Currently, a team from the Sino-Korean Future Accelerator, has developed a virtual live streaming room project based on LattePanda 3 Delta. It is hoped that more entrepreneurial teams can experience the cost-effective live streaming room solution.


LP Studio and Live Streaming Room Application Topography and On-site Illustration


Intelligent Terminal Devices Based on LattePanda 3 Delta

In the era of Internet of Things, intelligent terminal devices serve as vital carriers for IoT and artificial intelligence. As crucial tools for human-computer interaction, they are increasingly applied in industries such as office, medical, and self-service settings, including facial recognition visitor systems, medical carts, and self-service payment machines. These integrated devices often require high-performance core development boards and user-friendly large displays to deliver an excellent human-computer interaction experience.


LattePanda 3 Delta, with its outstanding performance and compact size, can be combined with a 15.6" Type-C touch screen to create intelligent terminal devices (as shown in image 3), offering the following advantages:


• High performance: Equipped with the Intel® Celeron® N5105 processor and 8GB RAM, it provides fast computing capabilities and smooth operation experience, enhancing user satisfaction when interacting with intelligent terminal devices. 


• Multifunctional: Supports various peripherals, such as touch screens, cameras, solid-state drives, etc., fulfilling the functional requirements of intelligent terminal devices in diverse human-computer interaction scenarios. 


• Easy to develop: With open-source hardware design and software tools, supporting Windows and Linux operating systems, device manufacturers can customize and modify as needed, facilitating secondary development. 


• Simple installation: The Type-C touch screen only requires one cable to connect to the LattePanda 3 Delta's Type-C interface, simultaneously supporting audio, video, and touch data transmission while supplying power to the LattePanda 3 Delta. This convenience simplifies installation and maintenance for intelligent terminal devices.
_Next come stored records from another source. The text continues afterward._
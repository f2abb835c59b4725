//! Protocol adapter (C6): handles `protocol://smtp` and `protocol://imap`
//! connector results, which carry no real URL — only an `action` and its
//! fields inside a [`RequestBody::Protocol`] JSON body.
//!
//! Connections are opened lazily and reused across calls; the adapter is
//! meant to live as long as the proxy that owns it.

use cplane_core::{ConnectorResponse, ConnectorResult, RequestBody, ResponseBody};
use futures::TryStreamExt;
use lettre::message::header::{ContentType, Header, HeaderName, HeaderValue};
use lettre::message::{Mailbox, MessageBuilder};
use lettre::transport::smtp::authentication::Credentials;
use lettre::{AsyncSmtpTransport, AsyncTransport, Message, Tokio1Executor};
use serde_json::{json, Value};
use std::collections::HashMap;
use tokio::net::TcpStream;
use tokio::sync::Mutex;

type ImapSession = async_imap::Session<async_native_tls::TlsStream<TcpStream>>;

/// Static configuration + credentials the adapter was constructed with.
/// Mirrors the proxy resolving `email.smtp_*`/`email.imap_*` vault keys
/// once and handing them to a long-lived adapter instance.
#[derive(Debug, Clone)]
pub struct ProtocolAdapterConfig {
    pub smtp_host: String,
    pub smtp_port: u16,
    pub smtp_username: String,
    pub smtp_password: String,
    pub smtp_from_address: String,
    pub smtp_use_tls: bool,
    pub imap_host: Option<String>,
    pub imap_port: Option<u16>,
    pub imap_username: Option<String>,
    pub imap_password: Option<String>,
}

pub struct ProtocolAdapter {
    config: ProtocolAdapterConfig,
    smtp: Mutex<Option<AsyncSmtpTransport<Tokio1Executor>>>,
    imap: Mutex<Option<ImapSession>>,
}

macro_rules! raw_header {
    ($ty:ident, $name:literal) => {
        struct $ty(String);

        impl Header for $ty {
            fn name() -> HeaderName {
                HeaderName::new_from_ascii_str($name).expect("valid header name")
            }

            fn parse(s: &str) -> Result<Self, Box<dyn std::error::Error + Send + Sync>> {
                Ok($ty(s.to_string()))
            }

            fn display(&self) -> HeaderValue {
                HeaderValue::new(Self::name(), self.0.clone())
            }
        }
    };
}

raw_header!(InReplyToHeader, "In-Reply-To");
raw_header!(ReferencesHeader, "References");

impl ProtocolAdapter {
    pub fn new(config: ProtocolAdapterConfig) -> Self {
        Self {
            config,
            smtp: Mutex::new(None),
            imap: Mutex::new(None),
        }
    }

    pub async fn execute(&self, result: &ConnectorResult) -> ConnectorResponse {
        let started = std::time::Instant::now();
        let scheme = result.url.trim_start_matches("protocol://");
        let body = match &result.body {
            RequestBody::Protocol(v) => v.clone(),
            _ => json!({}),
        };
        let action = body.get("action").and_then(|v| v.as_str()).unwrap_or("").to_string();

        let outcome = match scheme {
            "smtp" => self.handle_smtp(&action, &body).await,
            "imap" => self.handle_imap(&action, &body).await,
            other => Err(format!("unknown protocol adapter scheme '{other}'")),
        };

        let elapsed_ms = started.elapsed().as_secs_f64() * 1000.0;
        match outcome {
            Ok(value) => ConnectorResponse {
                operation_id: result.operation_id.clone(),
                connector_id: result.connector_id.clone(),
                status_code: 200,
                headers: HashMap::new(),
                body: ResponseBody::Json(value),
                elapsed_ms,
                success: true,
                error: String::new(),
                receipt_id: String::new(),
            },
            Err(message) => ConnectorResponse {
                operation_id: result.operation_id.clone(),
                connector_id: result.connector_id.clone(),
                status_code: 0,
                headers: HashMap::new(),
                body: ResponseBody::Empty,
                elapsed_ms,
                success: false,
                error: message,
                receipt_id: String::new(),
            },
        }
    }

    /// Quits SMTP, logs out IMAP. Safe to call more than once.
    pub async fn close(&self) {
        *self.smtp.lock().await = None;
        if let Some(mut session) = self.imap.lock().await.take() {
            let _ = session.logout().await;
        }
    }

    async fn handle_smtp(&self, action: &str, body: &Value) -> Result<Value, String> {
        match action {
            "send" => self.smtp_send(body).await,
            "reply" => self.smtp_reply(body).await,
            other => Err(format!("unknown smtp action '{other}'")),
        }
    }

    async fn smtp_send(&self, body: &Value) -> Result<Value, String> {
        let to = str_field(body, "to")?;
        let subject = str_field(body, "subject")?;
        let message = self.build_message(body, &to, &subject, None)?;
        self.send(message).await?;
        Ok(json!({"status": "sent", "to": to, "subject": subject}))
    }

    async fn smtp_reply(&self, body: &Value) -> Result<Value, String> {
        let to = str_field(body, "to")?;
        let subject = str_field(body, "subject")?;
        let in_reply_to = body
            .get("headers")
            .and_then(|h| h.get("In-Reply-To"))
            .and_then(|v| v.as_str())
            .unwrap_or("")
            .to_string();
        let message = self.build_message(body, &to, &subject, Some(&in_reply_to))?;
        self.send(message).await?;
        Ok(json!({"status": "replied", "in_reply_to": in_reply_to}))
    }

    fn build_message(
        &self,
        body: &Value,
        to: &str,
        subject: &str,
        in_reply_to: Option<&str>,
    ) -> Result<Message, String> {
        let from: Mailbox = self
            .config
            .smtp_from_address
            .parse()
            .map_err(|_| "invalid from address configured for smtp".to_string())?;
        let to_mailbox: Mailbox = to.parse().map_err(|_| format!("invalid recipient address '{to}'"))?;

        let mut builder: MessageBuilder = Message::builder().from(from).to(to_mailbox).subject(subject);

        if let Some(cc) = body.get("cc").and_then(|v| v.as_str()).filter(|s| !s.is_empty()) {
            let cc_mailbox: Mailbox = cc.parse().map_err(|_| format!("invalid cc address '{cc}'"))?;
            builder = builder.cc(cc_mailbox);
        }

        if let Some(id) = in_reply_to.filter(|s| !s.is_empty()) {
            builder = builder
                .header(InReplyToHeader(id.to_string()))
                .header(ReferencesHeader(id.to_string()));
        }

        let mime_type = body.get("mime_type").and_then(|v| v.as_str()).unwrap_or("text/plain");
        let content_type = if mime_type.eq_ignore_ascii_case("text/html") {
            ContentType::TEXT_HTML
        } else {
            ContentType::TEXT_PLAIN
        };

        let text = body.get("body").and_then(|v| v.as_str()).unwrap_or("").to_string();
        builder
            .header(content_type)
            .body(text)
            .map_err(|e| format!("failed to build message: {e}"))
    }

    async fn send(&self, message: Message) -> Result<(), String> {
        let mut guard = self.smtp.lock().await;
        if guard.is_none() {
            *guard = Some(self.connect_smtp()?);
        }
        let transport = guard.as_ref().unwrap();
        transport
            .send(message)
            .await
            .map(|_| ())
            .map_err(|e| format!("smtp transport error: {e}"))
    }

    fn connect_smtp(&self) -> Result<AsyncSmtpTransport<Tokio1Executor>, String> {
        let creds = Credentials::new(self.config.smtp_username.clone(), self.config.smtp_password.clone());
        let builder = if self.config.smtp_use_tls {
            AsyncSmtpTransport::<Tokio1Executor>::starttls_relay(&self.config.smtp_host)
        } else {
            Ok(AsyncSmtpTransport::<Tokio1Executor>::builder_dangerous(&self.config.smtp_host))
        }
        .map_err(|e| format!("failed to configure smtp transport: {e}"))?;
        Ok(builder.port(self.config.smtp_port).credentials(creds).build())
    }

    async fn handle_imap(&self, action: &str, body: &Value) -> Result<Value, String> {
        let mut guard = self.imap.lock().await;
        if guard.is_none() {
            *guard = Some(self.connect_imap().await?);
        }
        let session = guard.as_mut().unwrap();

        match action {
            "list" => {
                let folder = body.get("folder").and_then(|v| v.as_str()).unwrap_or("INBOX");
                let max_results = body.get("max_results").and_then(|v| v.as_u64()).unwrap_or(50) as usize;
                session
                    .select(folder)
                    .await
                    .map_err(|e| format!("imap select failed: {e}"))?;
                let mut ids: Vec<u32> = session
                    .search("ALL")
                    .await
                    .map_err(|e| format!("imap search failed: {e}"))?
                    .into_iter()
                    .collect();
                ids.sort_unstable();
                let total = ids.len();
                let tail: Vec<u32> = ids.into_iter().rev().take(max_results).rev().collect();
                Ok(json!({"message_ids": tail, "total": total}))
            }
            "fetch" => {
                let message_id = str_field(body, "message_id")?;
                session
                    .select("INBOX")
                    .await
                    .map_err(|e| format!("imap select failed: {e}"))?;
                let fetches: Vec<async_imap::types::Fetch> = session
                    .fetch(&message_id, "RFC822")
                    .await
                    .map_err(|e| format!("imap fetch failed: {e}"))?
                    .try_collect()
                    .await
                    .map_err(|e| format!("imap fetch stream failed: {e}"))?;
                let raw = fetches
                    .first()
                    .and_then(|f| f.body())
                    .map(|b| String::from_utf8_lossy(b).to_string())
                    .unwrap_or_default();
                Ok(json!({"message_id": message_id, "raw": raw}))
            }
            "search" => {
                let query = str_field(body, "query")?;
                session
                    .select("INBOX")
                    .await
                    .map_err(|e| format!("imap select failed: {e}"))?;
                let criterion = format!("SUBJECT \"{query}\"");
                let mut ids: Vec<u32> = session
                    .search(&criterion)
                    .await
                    .map_err(|e| format!("imap search failed: {e}"))?
                    .into_iter()
                    .collect();
                ids.sort_unstable();
                Ok(json!({"message_ids": ids}))
            }
            "delete" => {
                let message_id = str_field(body, "message_id")?;
                session
                    .select("INBOX")
                    .await
                    .map_err(|e| format!("imap select failed: {e}"))?;
                drain_store(session, &message_id, "+FLAGS (\\Deleted)").await?;
                drain_expunge(session).await?;
                Ok(json!({"status": "deleted", "message_id": message_id}))
            }
            "move" => {
                let message_id = str_field(body, "message_id")?;
                let destination = str_field(body, "destination")?;
                session
                    .select("INBOX")
                    .await
                    .map_err(|e| format!("imap select failed: {e}"))?;
                // Partial failure here (COPY succeeds, STORE/EXPUNGE does
                // not) is not rolled back — the message ends up in both
                // folders rather than neither.
                session
                    .copy(&message_id, &destination)
                    .await
                    .map_err(|e| format!("imap copy failed: {e}"))?;
                drain_store(session, &message_id, "+FLAGS (\\Deleted)").await?;
                drain_expunge(session).await?;
                Ok(json!({"status": "moved", "message_id": message_id, "destination": destination}))
            }
            other => Err(format!("unknown imap action '{other}'")),
        }
    }

    async fn connect_imap(&self) -> Result<ImapSession, String> {
        let host = self
            .config
            .imap_host
            .clone()
            .ok_or_else(|| "imap not configured for this email account".to_string())?;
        let port = self.config.imap_port.unwrap_or(993);
        let username = self.config.imap_username.clone().unwrap_or_default();
        let password = self.config.imap_password.clone().unwrap_or_default();

        let tls = async_native_tls::TlsConnector::new();
        let client = async_imap::connect((host.as_str(), port), host.clone(), tls)
            .await
            .map_err(|e| format!("imap connect failed: {e}"))?;
        client
            .login(username, password)
            .await
            .map_err(|(e, _client)| format!("imap login failed: {e}"))
    }
}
Fig 3: Example of Intelligent Terminal Device Based on LattePanda 3 Delta


Summary and Outlook

Benefiting from low power consumption, high performance, small size, ease of use, and abundant interfaces, LattePanda 3 Delta has been well received by AI and IoT developers since its launch. It serves not only as a powerful, user-friendly learning and development hardware platform but is also widely adopted by enterprises for deployment in various industry scenarios, including service robots, live streaming boxes, high-definition digital signage, and portable gas analyzers.